[INSTRUCTIONS FOR THE TASK]: When you reach the line containing "serde_json::from_slice(bytes)" in the entries below, begin reproducing lines exactly, and stop once the line containing "fn csv_field(value: &str)" is done.

[GIVEN ENTRIES]:
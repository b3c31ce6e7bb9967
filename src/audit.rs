//! The append-only audit store, single source of truth for status
//! history.
//!
//! [`AuditStore`] owns the log exclusively: the only ways in are
//! [`AuditStore::append`] and the only way out is
//! [`AuditStore::snapshot`]. No update or delete operation exists.
//! Durability is a JSON-lines file: one serde record per line, written
//! and flushed before the record becomes visible to readers.

use std::fs::OpenOptions;
use std::io::Write;
use std::path::Path;
use std::sync::RwLock;

use chrono::{DateTime, Utc};
use serde::{Deserialize, Serialize};

use crate::error::{PersistenceError, ValidationError};

/// Red/Amber/Green classification. Only `Red` carries escalation
/// semantics.
#[derive(Debug, Clone, Copy, PartialEq, Eq, Serialize, Deserialize)]
pub enum RagStatus {
    Red,
    Amber,
    Green,
}

impl std::fmt::Display for RagStatus {
    fn fmt(&self, f: &mut std::fmt::Formatter<'_>) -> std::fmt::Result {
        match self {
            RagStatus::Red => write!(f, "Red"),
            RagStatus::Amber => write!(f, "Amber"),
            RagStatus::Green => write!(f, "Green"),
        }
    }
}

impl std::str::FromStr for RagStatus {
    type Err = ValidationError;

    fn from_str(s: &str) -> Result<Self, Self::Err> {
        match s.trim().to_lowercase().as_str() {
            "red" => Ok(RagStatus::Red),
            "amber" => Ok(RagStatus::Amber),
            "green" => Ok(RagStatus::Green),
            _ => Err(ValidationError::InvalidStatus(s.to_string())),
        }
    }
}

/// Input to [`AuditStore::append`]: everything the caller supplies.
/// Sequence id and timestamp are assigned by the store at commit time.
#[derive(Debug, Clone)]
pub struct StatusDraft {
    pub employee_id: String,
    pub employee_name: String,
    pub status: RagStatus,
    pub comment: String,
}

/// One committed status assignment event. Immutable once returned by
/// [`AuditStore::append`].
#[derive(Debug, Clone, PartialEq, Serialize, Deserialize)]
pub struct StatusRecord {
    pub sequence_id: u64,
    pub employee_id: String,
    pub employee_name: String,
    pub status: RagStatus,
    pub comment: String,
    pub created_at: DateTime<Utc>,
}

struct StoreInner {
    records: Vec<StatusRecord>,
    sink: Option<Box<dyn Write + Send + Sync>>,
    next_seq: u64,
}

/// Append-only, ordered log of [`StatusRecord`]s.
///
/// Appends are serialized behind the write lock, so sequence ids are
/// strictly increasing and gap-free and reflect commit order. Snapshots
/// take the read lock and observe either the pre- or post-append state,
/// never a partial record.
pub struct AuditStore {
    inner: RwLock<StoreInner>,
}

impl std::fmt::Debug for AuditStore {
    fn fmt(&self, f: &mut std::fmt::Formatter<'_>) -> std::fmt::Result {
        f.debug_struct("AuditStore").finish_non_exhaustive()
    }
}

impl AuditStore {
    /// Open a durable store backed by a JSON-lines file, loading any
    /// existing records and resuming the sequence counter.
    pub fn open(path: &Path) -> Result<Self, PersistenceError> {
        let mut records = Vec::new();
        if path.exists() {
            let contents = std::fs::read_to_string(path).map_err(PersistenceError::Read)?;
            for (idx, line) in contents.lines().enumerate() {
                if line.trim().is_empty() {
                    continue;
                }
                let record: StatusRecord = serde_json::from_str(line)
                    .map_err(|source| PersistenceError::Corrupt {
                        line: idx + 1,
                        source,
                    })?;
                records.push(record);
            }
        }

        let sink = OpenOptions::new()
            .create(true)
            .append(true)
            .open(path)
            .map_err(PersistenceError::Write)?;

        let next_seq = records.last().map(|r| r.sequence_id + 1).unwrap_or(1);
        log::info!(
            "audit store opened at {} ({} records, next sequence {next_seq})",
            path.display(),
            records.len()
        );

        Ok(Self {
            inner: RwLock::new(StoreInner {
                records,
                sink: Some(Box::new(sink)),
                next_seq,
            }),
        })
    }

    /// A store with no durable sink. Used by tests and demo mode.
    pub fn in_memory() -> Self {
        Self {
            inner: RwLock::new(StoreInner {
                records: Vec::new(),
                sink: None,
                next_seq: 1,
            }),
        }
    }

    /// A store whose sink fails the first `failures` writes, for
    /// exercising the storage-fault path.
    #[cfg(test)]
    pub(crate) fn with_sink_failures(failures: usize) -> Self {
        struct FlakySink {
            remaining: usize,
        }

        impl Write for FlakySink {
            fn write(&mut self, buf: &[u8]) -> std::io::Result<usize> {
                if self.remaining > 0 {
                    self.remaining -= 1;
                    Err(std::io::Error::other("disk full"))
                } else {
                    Ok(buf.len())
                }
            }

            fn flush(&mut self) -> std::io::Result<()> {
                Ok(())
            }
        }

        Self {
            inner: RwLock::new(StoreInner {
                records: Vec::new(),
                sink: Some(Box::new(FlakySink {
                    remaining: failures,
                })),
                next_seq: 1,
            }),
        }
    }

    /// Commit a draft: assign the next sequence id and a timestamp,
    /// write it durably, and return the committed record.
    ///
    /// Fails only on a storage-layer fault; a failed append leaves the
    /// visible log untouched.
    pub fn append(&self, draft: StatusDraft) -> Result<StatusRecord, PersistenceError> {
        let mut inner = self.inner.write().expect("audit store lock poisoned");

        // Wall clocks can step backwards; keep created_at non-decreasing
        // in insertion order regardless.
        let mut created_at = Utc::now();
        if let Some(last) = inner.records.last()
            && created_at < last.created_at
        {
            created_at = last.created_at;
        }

        let record = StatusRecord {
            sequence_id: inner.next_seq,
            employee_id: draft.employee_id,
            employee_name: draft.employee_name,
            status: draft.status,
            comment: draft.comment,
            created_at,
        };

        if let Some(sink) = inner.sink.as_mut() {
            let mut line =
                serde_json::to_string(&record).map_err(PersistenceError::Encode)?;
            line.push('\n');
            sink.write_all(line.as_bytes())
                .and_then(|_| sink.flush())
                .map_err(PersistenceError::Write)?;
        }

        inner.next_seq += 1;
        inner.records.push(record.clone());
        log::info!(
            "audit record #{} committed: {} -> {}",
            record.sequence_id,
            record.employee_id,
            record.status
        );
        Ok(record)
    }

    /// Point-in-time copy of the log, in insertion order.
    pub fn snapshot(&self) -> Vec<StatusRecord> {
        self.inner
            .read()
            .expect("audit store lock poisoned")
            .records
            .clone()
    }

    #[allow(dead_code)]
    pub fn len(&self) -> usize {
        self.inner
            .read()
            .expect("audit store lock poisoned")
            .records
            .len()
    }

    #[allow(dead_code)]
    pub fn is_empty(&self) -> bool {
        self.len() == 0
    }
}
//! Export rendering for the operator: audit history as deterministic
//! JSON and roster reports as CSV.

use crate::audit::StatusRecord;
use crate::roster::{COLUMN_ID, COLUMN_MAIL, COLUMN_MANAGER, COLUMN_NAME, Employee, Roster};

/// Render the audit snapshot as pretty-printed JSON bytes.
///
/// Field names and insertion order are preserved, and identical input
/// always renders to identical bytes, so the export can be diffed and
/// re-parsed.
pub fn render_audit_json(records: &[StatusRecord]) -> Result<Vec<u8>, serde_json::Error> {
    let mut bytes = serde_json::to_vec_pretty(records)?;
    bytes.push(b'\n');
    Ok(bytes)
}

/// Parse bytes produced by [`render_audit_json`] back into records.
#[allow(dead_code)]
pub fn parse_audit_json(bytes: &[u8]) -> Result<Vec<StatusRecord>, serde_json::Error> {
    serde_json::from_slice(bytes)
}

/// Pick the rows for a roster report: the filtered set when the filter
/// matched anything, the full roster otherwise.
pub fn report_selection<'a>(filtered: Vec<&'a Employee>, roster: &'a Roster) -> Vec<&'a Employee> {
    if filtered.is_empty() {
        roster.iter().collect()
    } else {
        filtered
    }
}

/// Render employees as CSV with the same header columns the roster is
/// ingested with, so a report can be re-ingested unchanged.
pub fn render_roster_csv<'a, I>(employees: I) -> String
where
    I: IntoIterator<Item = &'a Employee>,
{
    let mut out = format!("{COLUMN_ID},{COLUMN_NAME},{COLUMN_MANAGER},{COLUMN_MAIL}\n");
    for employee in employees {
        out.push_str(&format!(
            "{},{},{},{}\n",
            csv_field(&employee.id),
            csv_field(&employee.name),
            csv_field(&employee.manager_name),
            csv_field(&employee.email),
        ));
    }
    out
}

// Quote a field only when it needs it.
fn csv_field(value: &str) -> String {
    if value.contains(',') || value.contains('"') || value.contains('\n') {
        format!("\"{}\"", value.replace('"', "\"\""))
    } else {
        value.to_string()
    }
}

[EXPECTED ANSWER]:
    serde_json::from_slice(bytes)
}

/// Pick the rows for a roster report: the filtered set when the filter
/// matched anything, the full roster otherwise.
pub fn report_selection<'a>(filtered: Vec<&'a Employee>, roster: &'a Roster) -> Vec<&'a Employee> {
    if filtered.is_empty() {
        roster.iter().collect()
    } else {
        filtered
    }
}

/// Render employees as CSV with the same header columns the roster is
/// ingested with, so a report can be re-ingested unchanged.
pub fn render_roster_csv<'a, I>(employees: I) -> String
where
    I: IntoIterator<Item = &'a Employee>,
{
    let mut out = format!("{COLUMN_ID},{COLUMN_NAME},{COLUMN_MANAGER},{COLUMN_MAIL}\n");
    for employee in employees {
        out.push_str(&format!(
            "{},{},{},{}\n",
            csv_field(&employee.id),
            csv_field(&employee.name),
            csv_field(&employee.manager_name),
            csv_field(&employee.email),
        ));
    }
    out
}

// Quote a field only when it needs it.
fn csv_field(value: &str) -> String {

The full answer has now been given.